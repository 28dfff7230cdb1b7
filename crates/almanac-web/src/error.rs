//! API error mapping.

use axum::Json;
use axum::http::StatusCode;
use axum::response::{IntoResponse, Response};
use serde_json::json;
use thiserror::Error;
use tracing::error;

use crate::service::EventError;

/// Errors surfaced by the HTTP layer.
#[derive(Debug, Error)]
pub enum ApiError {
    #[error("{0}")]
    BadRequest(String),

    #[error("{0}")]
    Unauthorized(String),

    #[error("{0}")]
    NotFound(String),

    #[error("{0}")]
    Internal(String),
}

impl ApiError {
    fn status_code(&self) -> StatusCode {
        match self {
            ApiError::BadRequest(_) => StatusCode::BAD_REQUEST,
            ApiError::Unauthorized(_) => StatusCode::UNAUTHORIZED,
            ApiError::NotFound(_) => StatusCode::NOT_FOUND,
            ApiError::Internal(_) => StatusCode::INTERNAL_SERVER_ERROR,
        }
    }

    fn code(&self) -> &'static str {
        match self {
            ApiError::BadRequest(_) => "BAD_REQUEST",
            ApiError::Unauthorized(_) => "UNAUTHORIZED",
            ApiError::NotFound(_) => "NOT_FOUND",
            ApiError::Internal(_) => "INTERNAL_ERROR",
        }
    }
}

impl From<EventError> for ApiError {
    fn from(e: EventError) -> Self {
        match e {
            EventError::Validation(_) | EventError::InvalidRange | EventError::Overlap => {
                ApiError::BadRequest(e.to_string())
            }
            EventError::NotFound => ApiError::NotFound(e.to_string()),
            EventError::Store(inner) => {
                error!(error = ?inner, "store error");
                // Internal details stay in the log, not the response
                ApiError::Internal("internal error".to_string())
            }
        }
    }
}

impl From<almanac_store::StoreError> for ApiError {
    fn from(e: almanac_store::StoreError) -> Self {
        error!(error = ?e, "store error");
        ApiError::Internal("internal error".to_string())
    }
}

impl IntoResponse for ApiError {
    fn into_response(self) -> Response {
        let status = self.status_code();
        let body = Json(json!({
            "error": self.code(),
            "message": self.to_string(),
        }));
        (status, body).into_response()
    }
}
//! Job scheduler implementation.

use std::future::Future;
use std::pin::Pin;
use std::sync::Arc;

use tokio::sync::{RwLock, watch};
use tokio::time::sleep;
use tracing::{error, info, warn};

use almanac_store::{Database, StoreError};
use chrono::{DateTime, Utc};

use crate::SchedulerError;
use crate::time::TimeSource;
use crate::types::{JobStatus, ScheduledJob};

/// Minimum sleep duration between scheduler checks.
const MIN_SLEEP_SECS: u64 = 1;

/// Maximum sleep duration between scheduler checks.
const MAX_SLEEP_SECS: u64 = 60;

/// Type alias for the job executor function.
///
/// Shared rather than boxed so each firing can run on its own task.
pub type JobExecutor = Arc<
    dyn Fn(ScheduledJob) -> Pin<Box<dyn Future<Output = Result<(), String>> + Send>> + Send + Sync,
>;

/// The job scheduler.
///
/// Holds the pending set in memory, mirrored to durable rows in the store.
/// Cheap to clone; clones share state.
#[derive(Clone)]
pub struct Scheduler {
    db: Arc<Database>,
    clock: Arc<dyn TimeSource>,
    jobs: Arc<RwLock<Vec<ScheduledJob>>>,
}

impl Scheduler {
    /// Create a new scheduler with injected store handle and time source.
    pub fn new(db: Arc<Database>, clock: Arc<dyn TimeSource>) -> Self {
        Self {
            db,
            clock,
            jobs: Arc::new(RwLock::new(Vec::new())),
        }
    }

    /// Load pending jobs from the store (startup recovery). Jobs whose fire
    /// time passed while the process was down become due immediately.
    pub async fn load_jobs(&self) -> Result<(), SchedulerError> {
        let rows = self.db.load_pending_jobs()?;
        let jobs: Vec<ScheduledJob> = rows
            .into_iter()
            .map(|row| ScheduledJob::new(row.job_id, row.event_id, row.fire_at))
            .collect();

        info!(count = jobs.len(), "loaded pending jobs from store");
        *self.jobs.write().await = jobs;
        Ok(())
    }

    /// Schedule a new one-shot job. Fails with
    /// [`SchedulerError::DuplicateJob`] if a pending job with this id exists.
    pub async fn schedule(
        &self,
        job_id: &str,
        fire_at: DateTime<Utc>,
        event_id: i64,
    ) -> Result<(), SchedulerError> {
        {
            let jobs = self.jobs.read().await;
            if jobs.iter().any(|j| j.job_id == job_id) {
                return Err(SchedulerError::DuplicateJob(job_id.to_string()));
            }
        }

        // The primary key on the job row is authoritative if two schedules race
        match self.db.insert_job(job_id, event_id, fire_at) {
            Ok(()) => {}
            Err(StoreError::DuplicateJob(id)) => return Err(SchedulerError::DuplicateJob(id)),
            Err(e) => return Err(e.into()),
        }

        self.jobs
            .write()
            .await
            .push(ScheduledJob::new(job_id.to_string(), event_id, fire_at));

        info!(job_id, %fire_at, event_id, "scheduled job");
        Ok(())
    }

    /// Move a pending job's fire time. Fails with
    /// [`SchedulerError::JobNotFound`] if absent; the payload is kept.
    pub async fn reschedule(
        &self,
        job_id: &str,
        new_fire_at: DateTime<Utc>,
    ) -> Result<(), SchedulerError> {
        let mut jobs = self.jobs.write().await;
        let Some(job) = jobs
            .iter_mut()
            .find(|j| j.job_id == job_id && j.status == JobStatus::Pending)
        else {
            return Err(SchedulerError::JobNotFound(job_id.to_string()));
        };

        match self.db.update_job_fire_at(job_id, new_fire_at) {
            Ok(()) => {}
            Err(StoreError::JobNotFound(id)) => return Err(SchedulerError::JobNotFound(id)),
            Err(e) => return Err(e.into()),
        }
        job.fire_at = new_fire_at;

        info!(job_id, %new_fire_at, "rescheduled job");
        Ok(())
    }

    /// Cancel a job so it never fires. No-op if absent. Safe to call while
    /// the same job is mid-fire: the row is gone either way, and the firing
    /// side tolerates a missing row.
    pub async fn cancel(&self, job_id: &str) -> Result<(), SchedulerError> {
        let removed = {
            let mut jobs = self.jobs.write().await;
            let before = jobs.len();
            jobs.retain(|j| j.job_id != job_id);
            jobs.len() != before
        };

        self.db.delete_job(job_id)?;

        if removed {
            info!(job_id, "cancelled job");
        }
        Ok(())
    }

    /// Whether a pending job with this id exists.
    pub async fn exists(&self, job_id: &str) -> bool {
        self.jobs
            .read()
            .await
            .iter()
            .any(|j| j.job_id == job_id && j.status == JobStatus::Pending)
    }

    /// Run the scheduler loop until shutdown is signalled.
    pub async fn run(&self, mut shutdown_rx: watch::Receiver<bool>, executor: JobExecutor) {
        info!("scheduler starting");

        loop {
            if *shutdown_rx.borrow() {
                info!("scheduler shutting down");
                break;
            }

            // Executions run on their own tasks so a slow callback cannot
            // stall other due jobs.
            for job in self.take_due_jobs().await {
                let this = self.clone();
                let executor = Arc::clone(&executor);
                tokio::spawn(async move {
                    this.execute_job(job, &executor).await;
                });
            }

            let sleep_duration = self.calculate_sleep_duration().await;

            tokio::select! {
                _ = shutdown_rx.changed() => {
                    if *shutdown_rx.borrow() {
                        info!("scheduler received shutdown signal");
                    }
                }
                _ = sleep(sleep_duration) => {}
            }
        }

        info!("scheduler shut down gracefully");
    }

    /// Take all due jobs, marking them running so a pass cannot pick a job
    /// up twice.
    pub async fn take_due_jobs(&self) -> Vec<ScheduledJob> {
        let now = self.clock.now();
        let mut jobs = self.jobs.write().await;

        let mut due = Vec::new();
        for job in jobs.iter_mut() {
            if job.is_due(now) {
                job.status = JobStatus::Running;
                due.push(job.clone());
            }
        }
        due
    }

    /// Calculate how long to sleep until the next job is due.
    pub async fn calculate_sleep_duration(&self) -> std::time::Duration {
        let jobs = self.jobs.read().await;
        let now = self.clock.now();

        let next_due = jobs
            .iter()
            .filter(|j| j.status == JobStatus::Pending)
            .map(|j| j.fire_at)
            .min();

        let secs = match next_due {
            Some(next) => {
                let diff = (next - now).num_seconds();
                (diff.max(MIN_SLEEP_SECS as i64) as u64).min(MAX_SLEEP_SECS)
            }
            None => MAX_SLEEP_SECS,
        };

        std::time::Duration::from_secs(secs)
    }

    /// Execute a single job and settle its durable row.
    ///
    /// One-shot semantics: success discards the job; failure is logged, the
    /// row is marked `failed`, and the job is never retried.
    pub async fn execute_job(&self, job: ScheduledJob, executor: &JobExecutor) {
        info!(job_id = %job.job_id, event_id = job.event_id, "executing job");

        let result = executor(job.clone()).await;

        match result {
            Ok(()) => {
                if let Err(e) = self.db.delete_job(&job.job_id) {
                    error!(job_id = %job.job_id, error = %e, "failed to discard completed job");
                }
            }
            Err(err) => {
                warn!(job_id = %job.job_id, error = %err, "job execution failed, not retrying");
                if let Err(e) = self.db.set_job_status(&job.job_id, "failed") {
                    error!(job_id = %job.job_id, error = %e, "failed to record job failure");
                }
            }
        }

        // Out of the pending set either way
        self.jobs.write().await.retain(|j| j.job_id != job.job_id);
    }
}

#[cfg(test)]
mod tests {
    use super::*;
    use crate::time::ManualClock;
    use chrono::{Duration, TimeZone};
    use std::sync::atomic::{AtomicUsize, Ordering};
    use tempfile::TempDir;

    fn ts(hour: u32) -> DateTime<Utc> {
        Utc.with_ymd_and_hms(2024, 6, 1, hour, 0, 0).unwrap()
    }

    fn test_scheduler(now: DateTime<Utc>) -> (Scheduler, Arc<ManualClock>, TempDir) {
        let dir = TempDir::new().unwrap();
        let db = Arc::new(Database::open(dir.path().join("jobs.db")).unwrap());
        let clock = ManualClock::new(now);
        let scheduler = Scheduler::new(db, clock.clone());
        (scheduler, clock, dir)
    }

    fn counting_executor() -> (JobExecutor, Arc<AtomicUsize>) {
        let fired = Arc::new(AtomicUsize::new(0));
        let counter = Arc::clone(&fired);
        let executor: JobExecutor = Arc::new(move |_job| {
            let counter = Arc::clone(&counter);
            Box::pin(async move {
                counter.fetch_add(1, Ordering::SeqCst);
                Ok(())
            })
        });
        (executor, fired)
    }

    #[tokio::test]
    async fn test_schedule_and_exists() {
        let (scheduler, _clock, _dir) = test_scheduler(ts(9));

        assert!(!scheduler.exists("event_1").await);
        scheduler.schedule("event_1", ts(10), 1).await.unwrap();
        assert!(scheduler.exists("event_1").await);
    }

    #[tokio::test]
    async fn test_duplicate_schedule_rejected() {
        let (scheduler, _clock, _dir) = test_scheduler(ts(9));
        scheduler.schedule("event_1", ts(10), 1).await.unwrap();

        let err = scheduler.schedule("event_1", ts(11), 1).await.unwrap_err();
        assert!(matches!(err, SchedulerError::DuplicateJob(_)));
    }

    #[tokio::test]
    async fn test_reschedule_moves_fire_time() {
        let (scheduler, clock, _dir) = test_scheduler(ts(9));
        scheduler.schedule("event_1", ts(10), 1).await.unwrap();

        // Not due at the old time once moved out
        scheduler.reschedule("event_1", ts(12)).await.unwrap();
        clock.set(ts(10));
        assert!(scheduler.take_due_jobs().await.is_empty());

        // Due at the new time, payload intact
        clock.set(ts(12));
        let due = scheduler.take_due_jobs().await;
        assert_eq!(due.len(), 1);
        assert_eq!(due[0].event_id, 1);
    }

    #[tokio::test]
    async fn test_reschedule_missing_job() {
        let (scheduler, _clock, _dir) = test_scheduler(ts(9));
        let err = scheduler.reschedule("event_9", ts(10)).await.unwrap_err();
        assert!(matches!(err, SchedulerError::JobNotFound(_)));
    }

    #[tokio::test]
    async fn test_cancelled_job_never_fires() {
        let (scheduler, clock, _dir) = test_scheduler(ts(9));
        scheduler.schedule("event_1", ts(10), 1).await.unwrap();

        scheduler.cancel("event_1").await.unwrap();
        assert!(!scheduler.exists("event_1").await);

        clock.set(ts(11));
        assert!(scheduler.take_due_jobs().await.is_empty());

        // Cancelling again is a no-op, not an error
        scheduler.cancel("event_1").await.unwrap();
    }

    #[tokio::test]
    async fn test_catch_up_after_restart() {
        let dir = TempDir::new().unwrap();
        let path = dir.path().join("jobs.db");

        {
            let db = Arc::new(Database::open(&path).unwrap());
            let scheduler = Scheduler::new(db, ManualClock::new(ts(9)));
            scheduler.schedule("event_1", ts(10), 1).await.unwrap();
            // Process "crashes" here with the job still pending
        }

        let db = Arc::new(Database::open(&path).unwrap());
        let scheduler = Scheduler::new(db, ManualClock::new(ts(11)));
        scheduler.load_jobs().await.unwrap();

        // Fire time passed while down: due on the first pass
        let due = scheduler.take_due_jobs().await;
        assert_eq!(due.len(), 1);
        assert_eq!(due[0].job_id, "event_1");
    }

    #[tokio::test]
    async fn test_successful_execution_discards_job() {
        let (scheduler, clock, _dir) = test_scheduler(ts(9));
        scheduler.schedule("event_1", ts(10), 1).await.unwrap();
        clock.set(ts(10));

        let (executor, fired) = counting_executor();
        for job in scheduler.take_due_jobs().await {
            scheduler.execute_job(job, &executor).await;
        }

        assert_eq!(fired.load(Ordering::SeqCst), 1);
        assert!(!scheduler.exists("event_1").await);

        // The durable row is gone too: restart finds nothing to fire
        scheduler.load_jobs().await.unwrap();
        assert!(scheduler.take_due_jobs().await.is_empty());
    }

    #[tokio::test]
    async fn test_failed_execution_is_not_retried() {
        let (scheduler, clock, _dir) = test_scheduler(ts(9));
        scheduler.schedule("event_1", ts(10), 1).await.unwrap();
        clock.set(ts(10));

        let executor: JobExecutor =
            Arc::new(|_job| Box::pin(async { Err("smtp unreachable".to_string()) }));
        for job in scheduler.take_due_jobs().await {
            scheduler.execute_job(job, &executor).await;
        }

        // Out of the pending set, and not resurrected by recovery
        assert!(!scheduler.exists("event_1").await);
        scheduler.load_jobs().await.unwrap();
        assert!(scheduler.take_due_jobs().await.is_empty());
    }

    #[tokio::test]
    async fn test_take_due_jobs_does_not_double_fire() {
        let (scheduler, clock, _dir) = test_scheduler(ts(9));
        scheduler.schedule("event_1", ts(10), 1).await.unwrap();
        clock.set(ts(10));

        assert_eq!(scheduler.take_due_jobs().await.len(), 1);
        // Marked running: a second pass must not pick it up again
        assert!(scheduler.take_due_jobs().await.is_empty());
    }

    #[tokio::test]
    async fn test_sleep_duration_bounds() {
        let (scheduler, _clock, _dir) = test_scheduler(ts(9));

        // No jobs: sleep the maximum
        assert_eq!(
            scheduler.calculate_sleep_duration().await.as_secs(),
            MAX_SLEEP_SECS
        );

        // Imminent job: clamp to the minimum
        scheduler.schedule("event_1", ts(9), 1).await.unwrap();
        assert_eq!(
            scheduler.calculate_sleep_duration().await.as_secs(),
            MIN_SLEEP_SECS
        );

        // Distant job: clamp to the maximum
        scheduler
            .reschedule("event_1", ts(9) + Duration::hours(5))
            .await
            .unwrap();
        assert_eq!(
            scheduler.calculate_sleep_duration().await.as_secs(),
            MAX_SLEEP_SECS
        );
    }
}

(Exercise instructions)
If a line in the records includes the string "inner", copy it.

(Answer for the task)
            EventError::Store(inner) => {
                error!(error = ?inner, "store error");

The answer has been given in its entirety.